= Material supplied =

= Beginning of Section =

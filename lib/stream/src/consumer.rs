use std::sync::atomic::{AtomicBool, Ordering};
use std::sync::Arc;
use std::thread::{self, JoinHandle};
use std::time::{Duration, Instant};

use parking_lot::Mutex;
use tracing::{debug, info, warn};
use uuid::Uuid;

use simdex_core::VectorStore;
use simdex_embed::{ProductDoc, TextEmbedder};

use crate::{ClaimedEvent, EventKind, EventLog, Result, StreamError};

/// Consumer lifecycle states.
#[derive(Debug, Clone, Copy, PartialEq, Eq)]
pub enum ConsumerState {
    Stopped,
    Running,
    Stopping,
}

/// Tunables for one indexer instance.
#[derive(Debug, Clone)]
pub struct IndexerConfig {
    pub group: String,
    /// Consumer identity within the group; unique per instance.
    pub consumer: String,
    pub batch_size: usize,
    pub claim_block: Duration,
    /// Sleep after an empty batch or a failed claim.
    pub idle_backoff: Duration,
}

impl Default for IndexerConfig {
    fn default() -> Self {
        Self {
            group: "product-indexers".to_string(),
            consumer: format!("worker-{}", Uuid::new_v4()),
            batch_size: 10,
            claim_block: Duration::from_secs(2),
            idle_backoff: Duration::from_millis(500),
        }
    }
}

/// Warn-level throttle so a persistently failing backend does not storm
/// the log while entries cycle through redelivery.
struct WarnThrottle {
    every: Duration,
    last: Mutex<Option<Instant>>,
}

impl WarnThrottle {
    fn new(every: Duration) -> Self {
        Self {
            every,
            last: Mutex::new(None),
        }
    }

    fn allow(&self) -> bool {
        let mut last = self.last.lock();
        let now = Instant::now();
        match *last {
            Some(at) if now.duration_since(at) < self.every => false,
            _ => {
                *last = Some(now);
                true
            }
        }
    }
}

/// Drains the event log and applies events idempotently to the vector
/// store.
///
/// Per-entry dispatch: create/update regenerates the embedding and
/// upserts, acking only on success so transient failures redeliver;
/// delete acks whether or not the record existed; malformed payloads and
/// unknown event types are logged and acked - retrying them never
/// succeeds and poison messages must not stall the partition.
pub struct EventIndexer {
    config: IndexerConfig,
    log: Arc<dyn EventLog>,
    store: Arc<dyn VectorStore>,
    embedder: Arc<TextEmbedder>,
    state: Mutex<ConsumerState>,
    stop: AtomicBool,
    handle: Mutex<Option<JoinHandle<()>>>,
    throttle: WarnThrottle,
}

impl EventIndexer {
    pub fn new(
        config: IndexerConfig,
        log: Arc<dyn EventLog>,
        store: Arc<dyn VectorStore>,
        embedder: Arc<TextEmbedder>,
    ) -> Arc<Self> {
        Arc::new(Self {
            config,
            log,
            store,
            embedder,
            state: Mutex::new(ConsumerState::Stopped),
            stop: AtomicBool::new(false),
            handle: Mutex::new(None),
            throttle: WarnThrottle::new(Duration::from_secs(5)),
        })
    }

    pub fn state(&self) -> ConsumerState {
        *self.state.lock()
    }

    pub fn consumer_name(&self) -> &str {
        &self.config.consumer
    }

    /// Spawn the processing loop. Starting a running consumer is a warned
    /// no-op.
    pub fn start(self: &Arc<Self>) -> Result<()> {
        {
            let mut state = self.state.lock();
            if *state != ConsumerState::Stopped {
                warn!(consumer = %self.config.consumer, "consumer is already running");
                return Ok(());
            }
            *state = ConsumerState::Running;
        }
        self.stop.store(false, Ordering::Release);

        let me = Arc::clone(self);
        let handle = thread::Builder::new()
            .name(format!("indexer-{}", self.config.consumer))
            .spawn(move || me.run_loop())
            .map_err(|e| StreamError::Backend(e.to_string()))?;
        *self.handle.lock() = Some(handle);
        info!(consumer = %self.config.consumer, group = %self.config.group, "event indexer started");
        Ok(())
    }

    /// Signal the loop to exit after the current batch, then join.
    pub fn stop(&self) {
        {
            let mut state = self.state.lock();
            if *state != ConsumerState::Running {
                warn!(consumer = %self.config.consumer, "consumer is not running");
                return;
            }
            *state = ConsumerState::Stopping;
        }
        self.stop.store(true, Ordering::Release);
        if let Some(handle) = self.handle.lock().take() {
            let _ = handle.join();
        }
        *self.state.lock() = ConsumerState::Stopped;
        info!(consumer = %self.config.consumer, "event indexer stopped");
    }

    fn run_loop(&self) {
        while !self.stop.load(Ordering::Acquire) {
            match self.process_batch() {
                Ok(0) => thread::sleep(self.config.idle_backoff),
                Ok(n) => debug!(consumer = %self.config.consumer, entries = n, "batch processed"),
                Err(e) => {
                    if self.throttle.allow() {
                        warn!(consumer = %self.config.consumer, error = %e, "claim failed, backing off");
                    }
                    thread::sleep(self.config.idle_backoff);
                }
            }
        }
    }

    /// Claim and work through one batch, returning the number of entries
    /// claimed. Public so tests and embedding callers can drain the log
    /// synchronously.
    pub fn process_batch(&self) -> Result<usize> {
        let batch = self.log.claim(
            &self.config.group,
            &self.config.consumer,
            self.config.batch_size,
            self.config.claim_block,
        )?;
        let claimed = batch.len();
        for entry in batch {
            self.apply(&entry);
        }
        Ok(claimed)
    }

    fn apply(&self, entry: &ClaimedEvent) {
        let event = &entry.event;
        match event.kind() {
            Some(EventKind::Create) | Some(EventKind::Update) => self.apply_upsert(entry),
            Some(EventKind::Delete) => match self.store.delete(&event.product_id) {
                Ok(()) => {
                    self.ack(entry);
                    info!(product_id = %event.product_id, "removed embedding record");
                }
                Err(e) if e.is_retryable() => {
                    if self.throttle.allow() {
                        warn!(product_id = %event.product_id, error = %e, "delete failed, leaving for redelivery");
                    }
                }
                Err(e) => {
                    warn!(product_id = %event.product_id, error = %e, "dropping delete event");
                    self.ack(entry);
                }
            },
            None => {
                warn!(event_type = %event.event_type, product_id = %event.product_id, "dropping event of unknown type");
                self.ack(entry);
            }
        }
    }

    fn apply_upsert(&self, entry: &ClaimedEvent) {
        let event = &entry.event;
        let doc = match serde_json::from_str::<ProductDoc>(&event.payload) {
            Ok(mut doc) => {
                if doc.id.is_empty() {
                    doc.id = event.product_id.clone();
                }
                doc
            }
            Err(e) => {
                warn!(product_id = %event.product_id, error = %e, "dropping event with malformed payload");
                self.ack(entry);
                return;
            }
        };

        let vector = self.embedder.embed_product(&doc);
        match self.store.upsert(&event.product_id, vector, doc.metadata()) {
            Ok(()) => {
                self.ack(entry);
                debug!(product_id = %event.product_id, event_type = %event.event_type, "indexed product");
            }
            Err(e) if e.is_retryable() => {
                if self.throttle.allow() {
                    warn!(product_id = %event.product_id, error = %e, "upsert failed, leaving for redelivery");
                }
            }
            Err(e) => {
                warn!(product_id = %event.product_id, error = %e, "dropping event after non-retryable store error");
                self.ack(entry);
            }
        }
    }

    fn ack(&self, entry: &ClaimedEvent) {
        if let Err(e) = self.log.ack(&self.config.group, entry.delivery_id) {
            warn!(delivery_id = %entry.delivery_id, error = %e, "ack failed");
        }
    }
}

= End of Section =
= Beginning of Section =

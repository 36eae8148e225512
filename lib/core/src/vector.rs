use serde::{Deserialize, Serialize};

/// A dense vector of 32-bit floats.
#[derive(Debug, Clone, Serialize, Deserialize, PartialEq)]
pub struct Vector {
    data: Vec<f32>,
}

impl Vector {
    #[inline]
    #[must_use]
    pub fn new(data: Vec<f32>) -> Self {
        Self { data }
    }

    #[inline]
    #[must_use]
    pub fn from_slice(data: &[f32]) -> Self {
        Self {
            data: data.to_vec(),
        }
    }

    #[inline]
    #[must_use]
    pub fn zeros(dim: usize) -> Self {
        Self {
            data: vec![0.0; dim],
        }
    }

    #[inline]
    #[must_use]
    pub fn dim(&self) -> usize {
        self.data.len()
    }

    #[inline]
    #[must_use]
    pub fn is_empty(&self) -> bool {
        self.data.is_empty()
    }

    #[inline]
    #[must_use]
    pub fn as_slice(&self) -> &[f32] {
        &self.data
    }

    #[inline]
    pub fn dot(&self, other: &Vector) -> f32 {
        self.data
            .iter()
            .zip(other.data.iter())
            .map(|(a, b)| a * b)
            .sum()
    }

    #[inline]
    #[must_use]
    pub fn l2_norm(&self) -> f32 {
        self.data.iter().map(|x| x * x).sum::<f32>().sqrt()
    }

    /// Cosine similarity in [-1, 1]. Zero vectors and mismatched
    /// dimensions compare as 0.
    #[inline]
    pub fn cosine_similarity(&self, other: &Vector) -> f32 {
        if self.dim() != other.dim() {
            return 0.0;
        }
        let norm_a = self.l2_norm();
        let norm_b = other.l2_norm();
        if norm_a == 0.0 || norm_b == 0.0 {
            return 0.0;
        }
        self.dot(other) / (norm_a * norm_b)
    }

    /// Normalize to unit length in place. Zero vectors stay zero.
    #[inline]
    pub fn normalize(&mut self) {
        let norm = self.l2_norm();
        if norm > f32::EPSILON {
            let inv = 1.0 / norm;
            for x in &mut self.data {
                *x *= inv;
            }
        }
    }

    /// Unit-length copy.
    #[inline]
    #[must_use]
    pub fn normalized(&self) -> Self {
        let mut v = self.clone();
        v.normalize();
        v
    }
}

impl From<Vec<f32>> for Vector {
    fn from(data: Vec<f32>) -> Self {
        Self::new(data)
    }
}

= End of Section =

From the entries above, copy out every line where the string "Instant" appears.

use std::time::{Duration, Instant};
    last: Mutex<Option<Instant>>,
        let now = Instant::now();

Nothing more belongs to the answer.